- **WORK REQUEST**
Every line holding the string "CoreError" should be copied from the listing.

- **DATASET CONTENT**
########################################
//! Source documents: Elastic Transcoder jobs, pipelines and presets.
//!
//! Records are read-only once loaded. Every record that can be the subject of
//! a diagnostic carries its structural [`Path`](crate::path::Path).

mod job;
mod load;
mod pipeline;
mod preset;

pub use job::{
    CaptionFormat, CaptionSource, Encryption, HlsContentProtection, InputCaptions, Job,
    JobInput, JobOutput, OutputCaptions, Playlist, TimeSpan,
};
pub use load::{load_job, load_pipeline, load_preset};
pub use pipeline::{BucketConfig, Pipeline};
pub use preset::{
    AUTO, AudioCodecOptions, AudioParameters, Preset, Thumbnails, VideoCodecOptions,
    VideoParameters,
};

use crate::error::{CoreError, CoreResult};
use std::collections::HashMap;

/// Presets keyed by preset id.
#[derive(Debug, Clone, Default)]
pub struct PresetTable {
    presets: HashMap<String, Preset>,
}

impl PresetTable {
    pub fn new() -> Self {
        Self::default()
    }

    /// Adds a preset under its id. A preset without an id is stored under
    /// its name.
    pub fn insert(&mut self, preset: Preset) {
        let id = preset
            .id
            .clone()
            .or_else(|| preset.name.clone())
            .unwrap_or_default();
        self.presets.insert(id, preset);
    }

    pub fn get(&self, id: &str) -> Option<&Preset> {
        self.presets.get(id)
    }

    pub fn len(&self) -> usize {
        self.presets.len()
    }

    pub fn is_empty(&self) -> bool {
        self.presets.is_empty()
    }
}

impl FromIterator<Preset> for PresetTable {
    fn from_iter<I: IntoIterator<Item = Preset>>(iter: I) -> Self {
        let mut table = Self::new();
        for preset in iter {
            table.insert(preset);
        }
        table
    }
}

/// A job together with everything needed to translate it.
///
/// Construction checks that every output's preset is present, so the
/// translators can treat a missing preset as impossible.
#[derive(Debug, Clone)]
pub struct JobSource {
    pub job: Job,
    pub pipeline: Pipeline,
    pub presets: PresetTable,
}

impl JobSource {
    pub fn new(job: Job, pipeline: Pipeline, presets: PresetTable) -> CoreResult<Self> {
        for output in &job.outputs {
            let preset_id = output.preset_id.as_deref().unwrap_or_default();
            if presets.get(preset_id).is_none() {
                return Err(CoreError::UnresolvedPreset {
                    output_key: output.key.clone().unwrap_or_default(),
                    preset_id: preset_id.to_string(),
                });
            }
        }
        Ok(Self {
            job,
            pipeline,
            presets,
        })
    }

    /// The preset of an output.
    pub fn preset_of(&self, output: &JobOutput) -> Option<&Preset> {
        output
            .preset_id
            .as_deref()
            .and_then(|id| self.presets.get(id))
    }

    /// Whether any output of the job produces audio.
    pub fn has_output_audio(&self) -> bool {
        self.job
            .outputs
            .iter()
            .filter_map(|output| self.preset_of(output))
            .any(|preset| preset.audio.is_some())
    }
}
########################################
- **EXERCISE RESULT**
use crate::error::{CoreError, CoreResult};
                return Err(CoreError::UnresolvedPreset {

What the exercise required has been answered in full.